*** Opening of Material provided ***

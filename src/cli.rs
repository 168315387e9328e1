//! Command-line surface shared by both roles of the binary.
//!
//! `--mode client` fans out to a fleet of load servers and merges their
//! reports; `--mode server` listens for `/run` and drives the configured
//! workload against the target URL. Flag validation happens here — invalid
//! configurations never reach the load engine.

use std::path::PathBuf;
use std::time::Duration;

use anyhow::{anyhow, bail, Context, Result};
use base64::engine::general_purpose::STANDARD as BASE64;
use base64::Engine as _;
use bytes::Bytes;
use clap::{Parser, ValueEnum};
use http::header::{HeaderName, HeaderValue, ACCEPT, ACCEPT_ENCODING, AUTHORIZATION, CONTENT_TYPE, USER_AGENT};
use http::{HeaderMap, Method};
use url::Url;

use crate::output::OutputFormat;
use crate::probe::{ClientOptions, RequestTemplate};
use crate::runner::Work;

/// Tool tag appended to every request's User-Agent.
pub const USER_AGENT_TAG: &str = concat!("volley/", env!("CARGO_PKG_VERSION"));

#[derive(Parser, Clone, Debug)]
#[command(name = "volley", version, about = "Distributed HTTP load generator")]
pub struct Opts {
    /// Role of this process.
    #[arg(long, value_enum)]
    pub mode: Mode,

    /// Comma-separated load server addresses as host:port (client mode).
    #[arg(long = "client-targets", value_delimiter = ',')]
    pub client_targets: Vec<String>,

    /// Listen port (server mode).
    #[arg(long = "server-port", default_value_t = 8081)]
    pub server_port: u16,

    /// Number of requests to run.
    #[arg(short = 'n', default_value_t = 200)]
    pub requests: u64,

    /// Number of workers to run concurrently.
    ///
    /// The total number of requests cannot be smaller than the concurrency
    /// level.
    #[arg(short = 'c', default_value_t = 50)]
    pub concurrency: u32,

    /// Rate limit in queries per second per worker; 0 disables pacing.
    #[arg(short = 'q', default_value_t = 0.0)]
    pub qps: f64,

    /// Timeout for each request in seconds; 0 means no timeout.
    #[arg(short = 't', default_value_t = 20)]
    pub timeout: u64,

    /// Duration to send requests for; when set, `-n` is ignored.
    ///
    /// Examples: -z 10s, -z 3m.
    #[arg(short = 'z')]
    pub duration: Option<humantime::Duration>,

    /// HTTP method.
    #[arg(short = 'm', default_value = "GET")]
    pub method: String,

    /// Custom HTTP header; repeat the flag for more.
    ///
    /// Example: -H "Accept: text/html" -H "Content-Type: application/xml".
    #[arg(short = 'H', value_name = "HEADER")]
    pub headers: Vec<String>,

    /// HTTP Accept header.
    #[arg(short = 'A')]
    pub accept: Option<String>,

    /// Content-Type header.
    #[arg(short = 'T', default_value = "text/html")]
    pub content_type: String,

    /// User-Agent; the tool tag is appended.
    #[arg(short = 'U')]
    pub user_agent: Option<String>,

    /// Basic authentication as username:password.
    #[arg(short = 'a')]
    pub auth: Option<String>,

    /// HTTP Host header override.
    #[arg(long)]
    pub host: Option<String>,

    /// HTTP request body.
    #[arg(short = 'd')]
    pub body: Option<String>,

    /// HTTP request body from a file.
    #[arg(short = 'D', value_name = "FILE")]
    pub body_file: Option<PathBuf>,

    /// HTTP proxy address as host:port.
    #[arg(short = 'x')]
    pub proxy: Option<String>,

    /// Issue requests over HTTP/2.
    #[arg(long)]
    pub h2: bool,

    /// Disable compression.
    #[arg(long)]
    pub disable_compression: bool,

    /// Disable keep-alive: no TCP connection reuse between requests.
    #[arg(long)]
    pub disable_keepalive: bool,

    /// Disable following HTTP redirects.
    #[arg(long)]
    pub disable_redirects: bool,

    /// Number of runtime worker threads; defaults to the core count.
    #[arg(long)]
    pub cpus: Option<usize>,

    /// Output format for the merged report.
    #[arg(short = 'o', value_enum, default_value = "summary")]
    pub output: OutputFormat,

    /// Target URL (server mode).
    pub url: Option<String>,
}

#[derive(Copy, Clone, Debug, ValueEnum)]
pub enum Mode {
    Client,
    Server,
}

/// Validated run plan for one process.
#[derive(Debug, Clone)]
pub enum Command {
    Client { targets: Vec<String>, output: OutputFormat },
    Server { port: u16, work: Work },
}

/// Validate the flags and build the run plan.
pub fn build(opts: &Opts) -> Result<Command> {
    match opts.mode {
        Mode::Client => {
            let targets: Vec<String> = opts
                .client_targets
                .iter()
                .map(|target| target.trim().to_string())
                .filter(|target| !target.is_empty())
                .collect();
            if targets.is_empty() {
                bail!("please specify the load servers with --client-targets");
            }
            Ok(Command::Client { targets, output: opts.output })
        }
        Mode::Server => Ok(Command::Server { port: opts.server_port, work: build_work(opts)? }),
    }
}

fn build_work(opts: &Opts) -> Result<Work> {
    if opts.concurrency == 0 {
        bail!("-c cannot be smaller than 1");
    }
    let duration: Option<Duration> = opts.duration.map(Into::into).filter(|d: &Duration| !d.is_zero());
    if duration.is_none() {
        if opts.requests == 0 {
            bail!("-n cannot be smaller than 1");
        }
        if opts.requests < opts.concurrency as u64 {
            bail!("-n cannot be less than -c");
        }
    }

    let url: Url = opts
        .url
        .as_deref()
        .ok_or_else(|| anyhow!("please specify the target url"))?
        .parse()
        .context("invalid target url")?;
    let method: Method = opts
        .method
        .to_uppercase()
        .parse()
        .map_err(|_| anyhow!("invalid method: {}", opts.method))?;

    let mut headers = HeaderMap::new();
    headers.insert(CONTENT_TYPE, HeaderValue::from_str(&opts.content_type)?);
    for raw in &opts.headers {
        let (name, value) = parse_header(raw)?;
        headers.insert(name, value);
    }
    if let Some(accept) = &opts.accept {
        headers.insert(ACCEPT, HeaderValue::from_str(accept)?);
    }

    // The tool tag is appended to whatever User-Agent the flags provided.
    let user_agent = match (&opts.user_agent, headers.get(USER_AGENT)) {
        (Some(prefix), _) => format!("{prefix} {USER_AGENT_TAG}"),
        (None, Some(existing)) => {
            format!("{} {USER_AGENT_TAG}", existing.to_str().unwrap_or_default())
        }
        (None, None) => USER_AGENT_TAG.to_string(),
    };
    headers.insert(USER_AGENT, HeaderValue::from_str(&user_agent)?);

    if let Some(auth) = &opts.auth {
        let (username, password) = parse_auth(auth)?;
        let token = BASE64.encode(format!("{username}:{password}"));
        headers.insert(AUTHORIZATION, HeaderValue::from_str(&format!("Basic {token}"))?);
    }
    if !opts.disable_compression {
        headers.insert(ACCEPT_ENCODING, HeaderValue::from_static("gzip"));
    }

    let body = match (&opts.body_file, &opts.body) {
        (Some(path), _) => Bytes::from(
            std::fs::read(path)
                .with_context(|| format!("cannot read body file {}", path.display()))?,
        ),
        (None, Some(inline)) => Bytes::from(inline.clone().into_bytes()),
        (None, None) => Bytes::new(),
    };

    let proxy = opts.proxy.as_deref().map(parse_proxy).transpose()?;

    Ok(Work {
        template: RequestTemplate { method, url, headers, body, host: opts.host.clone() },
        client: ClientOptions {
            timeout: (opts.timeout > 0).then(|| Duration::from_secs(opts.timeout)),
            disable_compression: opts.disable_compression,
            disable_keepalive: opts.disable_keepalive,
            disable_redirects: opts.disable_redirects,
            http2: opts.h2,
            proxy,
        },
        n: opts.requests,
        concurrency: opts.concurrency,
        qps: opts.qps,
        duration,
        output: opts.output,
    })
}

/// `Name: value`; the name is limited to word characters and dashes, the
/// value may not be empty after leading whitespace.
fn parse_header(raw: &str) -> Result<(HeaderName, HeaderValue)> {
    let (name, value) = raw
        .split_once(':')
        .ok_or_else(|| anyhow!("invalid header: {raw}"))?;
    if name.is_empty()
        || !name
            .chars()
            .all(|c| c.is_ascii_alphanumeric() || c == '_' || c == '-')
    {
        bail!("invalid header name: {raw}");
    }
    let value = value.trim_start();
    if value.is_empty() {
        bail!("invalid header value: {raw}");
    }
    Ok((name.parse()?, HeaderValue::from_str(value)?))
}

/// `username:password`; the username may contain colons. The split is
/// greedy: the longest username whose remainder is still a valid password,
/// one non-whitespace character followed by at least one more.
fn parse_auth(raw: &str) -> Result<(String, String)> {
    for (idx, _) in raw.char_indices().rev().filter(|&(_, c)| c == ':') {
        let (username, password) = (&raw[..idx], &raw[idx + 1..]);
        if username.is_empty() {
            continue;
        }
        let mut chars = password.chars();
        if matches!(chars.next(), Some(first) if !first.is_whitespace()) && chars.next().is_some() {
            return Ok((username.to_string(), password.to_string()));
        }
    }
    bail!("invalid auth: expected username:password")
}

fn parse_proxy(raw: &str) -> Result<Url> {
    let candidate = if raw.contains("://") {
        raw.to_string()
    } else {
        format!("http://{raw}")
    };
    candidate.parse().context("invalid proxy address")
}
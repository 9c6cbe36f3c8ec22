pub mod events;
pub mod history;
pub mod journal;

pub use events::{EventQueue, GameEvent, Priority, QueuedEvent};
pub use history::MoveHistory;
pub use journal::{MemoryLog, MemoryRecord};
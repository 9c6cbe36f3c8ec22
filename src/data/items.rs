use serde::{Deserialize, Serialize};

#[derive(Copy, Clone, Debug, PartialEq, Eq, Hash, Serialize, Deserialize)]
pub enum ItemKind {
    Hope,
    Strength,
    Clarity,
}

impl ItemKind {
    pub fn as_str(&self) -> &'static str {
        match self {
            ItemKind::Hope => "Hope",
            ItemKind::Strength => "Strength",
            ItemKind::Clarity => "Clarity",
        }
    }
}

/// An item as carried in the inventory.
#[derive(Clone, Debug, PartialEq, Eq, Serialize, Deserialize)]
pub struct Item {
    pub id: String,
    pub name: String,
    pub description: String,
    pub kind: ItemKind,
    pub value: i32,
}

#[derive(Clone, Debug)]
pub struct ItemTemplate {
    pub id: &'static str,
    pub name: &'static str,
    pub description: &'static str,
    pub kind: ItemKind,
    pub value: i32,
    pub pickup_message: &'static str,
    pub discovery: &'static str,
}

impl ItemTemplate {
    pub const fn new(
        id: &'static str,
        name: &'static str,
        description: &'static str,
        kind: ItemKind,
        value: i32,
        pickup_message: &'static str,
        discovery: &'static str,
    ) -> Self {
        Self {
            id,
            name,
            description,
            kind,
            value,
            pickup_message,
            discovery,
        }
    }

    pub fn instantiate(&self) -> Item {
        Item {
            id: self.id.to_string(),
            name: self.name.to_string(),
            description: self.description.to_string(),
            kind: self.kind,
            value: self.value,
        }
    }
}

pub const FALLBACK_ITEM: &str = "fragment_of_hope";

pub fn builtin_items() -> Vec<ItemTemplate> {
    vec![
        ItemTemplate::new(
            "fragment_of_hope",
            "Fragment of Hope",
            "A tiny spark of light that refuses to die, no matter how dark it gets.",
            ItemKind::Hope,
            5,
            "You cup the fragile light in your hands. It's warm.",
            "In the corner, something glimmers. A small, warm light.",
        ),
        ItemTemplate::new(
            "memory_of_joy",
            "Memory of Joy",
            "A crystallized moment when you genuinely smiled.",
            ItemKind::Hope,
            7,
            "The memory floods back. You had forgotten you could feel this way.",
            "A photograph, faded and torn. You were happy once.",
        ),
        ItemTemplate::new(
            "shard_of_strength",
            "Shard of Strength",
            "Proof that you survived something you thought would break you.",
            ItemKind::Strength,
            3,
            "You remember: You've been strong before. You can be again.",
            "Something glints amid the shadows. A broken piece of something once whole.",
        ),
        ItemTemplate::new(
            "thread_of_connection",
            "Thread of Connection",
            "A reminder that you are not, and have never been, truly alone.",
            ItemKind::Hope,
            6,
            "Someone, somewhere, cares. The thread proves it.",
            "A delicate thread stretches into the darkness, connecting to something.",
        ),
        ItemTemplate::new(
            "seed_of_tomorrow",
            "Seed of Tomorrow",
            "A tiny promise that things can grow, can change, can bloom.",
            ItemKind::Clarity,
            4,
            "In your palm, a seed. Small, but containing infinite possibility.",
            "In a crack in the stone floor, impossibly, something green grows.",
        ),
        ItemTemplate::new(
            "echo_of_laughter",
            "Echo of Laughter",
            "The ghost of a genuine laugh, yours from better days.",
            ItemKind::Hope,
            8,
            "The sound surprises you. When did you last laugh like that?",
            "You hear it before you see it: your own laughter, echoing.",
        ),
        ItemTemplate::new(
            "piece_of_self",
            "Piece of Self",
            "A part of you that got lost in the darkness, now found.",
            ItemKind::Strength,
            5,
            "You feel a little more whole, a little more yourself.",
            "Something familiar lies in the corner. A fragment that feels like you.",
        ),
        ItemTemplate::new(
            "courage_token",
            "Courage Token",
            "A reminder that you can speak up and your voice has power.",
            ItemKind::Strength,
            6,
            "The weight of the token in your hand feels empowering.",
            "A small token sits on the ground, warm to the touch.",
        ),
        ItemTemplate::new(
            "compass_of_purpose",
            "Compass of Purpose",
            "A guide pointing toward what matters most to you.",
            ItemKind::Clarity,
            7,
            "The needle steadies, showing a direction you recognize.",
            "A compass spins wildly until you pick it up. Then it settles.",
        ),
        ItemTemplate::new(
            "forgiveness_feather",
            "Forgiveness Feather",
            "Permission to release past mistakes and self-judgment.",
            ItemKind::Hope,
            9,
            "As you hold it, some weight lifts from your shoulders.",
            "A feather, impossibly light, lifts the weight from your shoulders.",
        ),
    ]
}
#[cfg(test)]
mod tests {
    use super::*;
    use crate::data::BuiltinContent;
    use crate::save::MemorySlots;

    fn grid_from(rows: &[&str]) -> Grid {
        let rows: Vec<Vec<RoomKind>> = rows
            .iter()
            .map(|row| {
                row.chars()
                    .map(|c| match c {
                        '#' => RoomKind::Wall,
                        'D' => RoomKind::Demon,
                        '*' => RoomKind::Item,
                        'M' => RoomKind::Mirror,
                        'T' => RoomKind::Therapist,
                        'L' => RoomKind::LovedOne,
                        'S' => RoomKind::Stranger,
                        _ => RoomKind::Empty,
                    })
                    .collect()
            })
            .collect();
        Grid::from_rows(&rows).unwrap()
    }

    fn game_on(rows: &[&str]) -> Game {
        let config = GameConfig {
            ambient_event_chance: 0,
            ..GameConfig::default().with_seed(11)
        };
        let mut game = Game::new(
            config,
            Box::new(BuiltinContent::new()),
            Box::new(MemorySlots::new()),
        )
        .unwrap();
        game.start_journey().unwrap();
        game.grid = grid_from(rows);
        game
    }

    const OPEN_ROW: &str = ".....";

    #[test]
    fn phases_advance_once_per_threshold() {
        let mut game = game_on(&[OPEN_ROW; 5]);
        let mut phases = Vec::new();
        let mut regenerations = Vec::new();
        for hope in [0, 29, 30, 49, 50, 69, 70, 89, 90] {
            game.player.hope = hope;
            if let Some(change) = game.evaluate_progression().unwrap() {
                regenerations.push((hope, change.regenerated));
            }
            phases.push(game.phase);
        }
        assert_eq!(
            phases,
            vec![
                Phase::Initial,
                Phase::Initial,
                Phase::Struggle,
                Phase::Struggle,
                Phase::Insight,
                Phase::Insight,
                Phase::Growth,
                Phase::Growth,
                Phase::Resolution,
            ]
        );
        assert_eq!(
            regenerations,
            vec![(30, true), (50, true), (70, true), (90, false)]
        );
        assert!(matches!(game.mode(), Mode::Complete(_)));
    }

    #[test]
    fn big_jump_still_advances_one_phase() {
        let mut game = game_on(&[OPEN_ROW; 5]);
        game.player.hope = 95;
        game.evaluate_progression().unwrap();
        assert_eq!(game.phase, Phase::Struggle);
    }

    #[test]
    fn regeneration_keeps_the_player_on_open_ground() {
        let mut game = game_on(&[OPEN_ROW; 5]);
        game.player.position = Point::new(2, 2);
        game.player.hope = 30;
        game.evaluate_progression().unwrap();
        assert_eq!(game.grid.room_at(Point::new(2, 2)), Some(RoomKind::Empty));
        assert_eq!(game.grid.count_of(RoomKind::Item), 4);
        assert_eq!(game.grid.count_of(RoomKind::Wall), 4);
    }

    #[test]
    fn walls_block_without_touching_history() {
        let mut game = game_on(&[".#...", OPEN_ROW, OPEN_ROW, OPEN_ROW, OPEN_ROW]);
        game.handle(Command::Move(Direction::East)).unwrap();
        assert_eq!(game.player.position, ORIGIN);
        assert!(game.history.is_empty());
        assert_eq!(game.messages()[0], "You can't go that way");
        assert_eq!(game.turn, 1);
    }

    #[test]
    fn move_then_undo_returns_home() {
        let mut game = game_on(&[OPEN_ROW; 5]);
        game.handle(Command::Move(Direction::South)).unwrap();
        assert_eq!(game.player.position, Point::new(0, 1));
        game.handle(Command::Undo).unwrap();
        assert_eq!(game.player.position, ORIGIN);
        game.handle(Command::Undo).unwrap();
        assert_eq!(game.messages()[0], "No moves to undo.");
    }

    #[test]
    fn taking_an_item_clears_the_room() {
        let mut game = game_on(&[".*...", OPEN_ROW, OPEN_ROW, OPEN_ROW, OPEN_ROW]);
        game.handle(Command::Move(Direction::East)).unwrap();
        game.handle(Command::Take).unwrap();
        assert_eq!(game.player.inventory.len(), 1);
        let taken = game.content().item(&game.player.inventory[0].id).pickup_message;
        assert!(game.messages().iter().any(|line| line == taken));
        assert_eq!(game.milestones.items_collected, 1);
        assert_eq!(game.current_room(), RoomKind::Empty);
        game.handle(Command::Take).unwrap();
        assert_eq!(game.messages()[0], "There's nothing here to take");
    }

    #[test]
    fn entering_a_den_announces_a_presence() {
        let mut game = game_on(&[".D...", OPEN_ROW, OPEN_ROW, OPEN_ROW, OPEN_ROW]);
        game.handle(Command::Move(Direction::East)).unwrap();
        assert!(game.events.is_empty());
        assert!(game.messages()[0].starts_with("PRESENCE FELT"));
    }

    #[test]
    fn therapist_eases_burden_and_sharpens_clarity() {
        let mut game = game_on(&[".T...", OPEN_ROW, OPEN_ROW, OPEN_ROW, OPEN_ROW]);
        game.handle(Command::Move(Direction::East)).unwrap();
        game.handle(Command::Talk).unwrap();
        assert_eq!(game.player.hope, 15);
        assert_eq!(game.player.clarity, 3);
        assert_eq!(game.player.burden, 95);
        assert_eq!(game.milestones.npcs_visited, 1);
        assert_eq!(game.current_room(), RoomKind::Empty);
        assert_eq!(game.player.memories.latest().map(|m| m.hope_delta), Some(5));
    }

    #[test]
    fn mirror_stays_and_pays_out_every_visit() {
        let mut game = game_on(&[".M...", OPEN_ROW, OPEN_ROW, OPEN_ROW, OPEN_ROW]);
        game.handle(Command::Move(Direction::East)).unwrap();
        game.handle(Command::Mirror).unwrap();
        assert_eq!(game.player.hope, 15);
        assert_eq!(game.player.burden, 95);
        assert_eq!(game.current_room(), RoomKind::Mirror);
        game.handle(Command::Mirror).unwrap();
        assert_eq!(game.player.hope, 20);
        assert_eq!(game.player.burden, 90);
        assert_eq!(game.player.memories.len(), 2);
    }

    #[test]
    fn hint_points_toward_the_nearest_item() {
        let mut game = game_on(&[OPEN_ROW, OPEN_ROW, "..*..", OPEN_ROW, OPEN_ROW]);
        game.handle(Command::Hint).unwrap();
        assert_eq!(
            game.messages()[0],
            "The nearest light is 4 steps away. Head down."
        );
    }

    #[test]
    fn victory_clears_the_den() {
        let mut game = game_on(&[".D...", OPEN_ROW, OPEN_ROW, OPEN_ROW, OPEN_ROW]);
        game.player.hope = 12;
        game.player.strength = 100;
        game.handle(Command::Move(Direction::East)).unwrap();
        game.handle(Command::Face).unwrap();
        assert!(matches!(game.mode(), Mode::Battle { .. }));
        game.handle(Command::Select(7)).unwrap();
        assert!(matches!(game.mode(), Mode::Battle { .. }));
        game.handle(Command::Select(1)).unwrap();
        assert!(matches!(game.mode(), Mode::Exploring));
        assert_eq!(game.current_room(), RoomKind::Empty);
        assert_eq!(game.milestones.demons_faced, 1);
    }

    #[test]
    fn item_menu_pages_past_the_ninth_item() {
        use crate::data::items::{Item, ItemKind};

        let mut game = game_on(&[".D...", OPEN_ROW, OPEN_ROW, OPEN_ROW, OPEN_ROW]);
        game.player.hope = 25;
        for n in 1..=10 {
            game.player.inventory.push(Item {
                id: format!("token_{n}"),
                name: format!("Token {n}"),
                description: "A small keepsake.".to_string(),
                kind: ItemKind::Strength,
                value: 1,
            });
        }
        game.handle(Command::Move(Direction::East)).unwrap();
        game.handle(Command::Face).unwrap();
        game.handle(Command::Select(5)).unwrap();
        let keys: Vec<String> = game.available_actions().into_iter().map(|(key, _)| key).collect();
        assert_eq!(keys, ["1", "2", "3", "4", "5", "6", "7", "8", "9", "q"]);

        game.handle(Command::Select(9)).unwrap();
        let actions = game.available_actions();
        assert_eq!(actions[0], ("1".to_string(), "Token 9".to_string()));
        assert_eq!(actions[1], ("2".to_string(), "Token 10".to_string()));
        assert_eq!(actions.len(), 4);

        game.handle(Command::Select(3)).unwrap();
        assert_eq!(game.messages()[0], "Invalid choice");
        assert!(matches!(game.mode(), Mode::Battle { item_page: Some(1), .. }));

        game.handle(Command::Select(2)).unwrap();
        assert_eq!(game.player.inventory.len(), 9);
        assert!(game.player.inventory.iter().all(|item| item.name != "Token 10"));
    }

    #[test]
    fn defeat_leaves_the_demon_and_ends_the_session() {
        let mut game = game_on(&[".D...", OPEN_ROW, OPEN_ROW, OPEN_ROW, OPEN_ROW]);
        game.handle(Command::Move(Direction::East)).unwrap();
        game.player.hope = 1;
        game.handle(Command::Face).unwrap();
        assert_eq!(game.current_room(), RoomKind::Demon);
        assert_eq!(game.milestones.demons_faced, 0);
        assert!(matches!(game.mode(), Mode::GameOver));
    }

    #[test]
    fn restore_refuses_history_through_walls() {
        let mut game = game_on(&[OPEN_ROW, ".#...", OPEN_ROW, OPEN_ROW, OPEN_ROW]);
        game.handle(Command::Move(Direction::South)).unwrap();
        let mut snapshot = game.snapshot();
        snapshot.history.push((1, 1));
        let before = game.snapshot();

        assert!(matches!(game.restore(snapshot), Err(SaveError::Invalid(_))));
        assert_eq!(game.snapshot().history, before.history);
        game.handle(Command::Undo).unwrap();
        assert_eq!(game.player.position, ORIGIN);
    }

    #[test]
    fn save_then_load_restores_the_session() {
        let mut game = game_on(&[".*...", OPEN_ROW, OPEN_ROW, OPEN_ROW, OPEN_ROW]);
        game.handle(Command::Move(Direction::East)).unwrap();
        game.handle(Command::Take).unwrap();
        let saved_hope = game.player.hope;
        game.handle(Command::Save).unwrap();
        game.handle(Command::Select(2)).unwrap();
        assert!(matches!(game.mode(), Mode::Exploring));

        game.handle(Command::Move(Direction::East)).unwrap();
        game.player.hope = 3;
        game.handle(Command::Load).unwrap();
        game.handle(Command::Select(1)).unwrap();
        assert_eq!(game.messages()[0], "No saved journey in slot 1.");
        game.handle(Command::Select(2)).unwrap();

        assert!(matches!(game.mode(), Mode::Exploring));
        assert_eq!(game.player.hope, saved_hope);
        assert_eq!(game.player.position, Point::new(1, 0));
        assert_eq!(game.player.inventory.len(), 1);
        assert_eq!(game.history.peek(), Some(ORIGIN));
    }

    #[test]
    fn summary_tracks_hope_over_time() {
        let mut player = Player::default();
        player.remember("up", 5);
        player.remember("flat", 0);
        player.remember("down", -3);
        let summary = JourneySummary::new(&player, Milestones::default());
        assert_eq!(summary.hope_over_time, vec![10, 15, 12]);
    }
}
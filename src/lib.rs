//! Soul Dungeon: a turn-based walk from rock bottom to glory through a small
//! dungeon of the mind.
//!
//! [`game::Game`] is the whole session. It takes its narrative content and
//! save slots as injected collaborators ([`data::ContentRepository`],
//! [`save::SaveStore`]), consumes [`input::Command`]s and is drawn through
//! [`render::Frame`].

pub mod battle;
pub mod config;
pub mod data;
pub mod game;
pub mod input;
pub mod map;
pub mod render;
pub mod save;
pub mod structures;

pub use config::GameConfig;
pub use game::{Game, Mode};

*** Close of Material provided ***

Take the lines above from the one containing "cup the fragile" down to the one containing "memory floods back.", and transcribe them exactly, both ends included.

Task output -
            "You cup the fragile light in your hands. It's warm.",
            "In the corner, something glimmers. A small, warm light.",
        ),
        ItemTemplate::new(
            "memory_of_joy",
            "Memory of Joy",
            "A crystallized moment when you genuinely smiled.",
            ItemKind::Hope,
            7,
            "The memory floods back. You had forgotten you could feel this way.",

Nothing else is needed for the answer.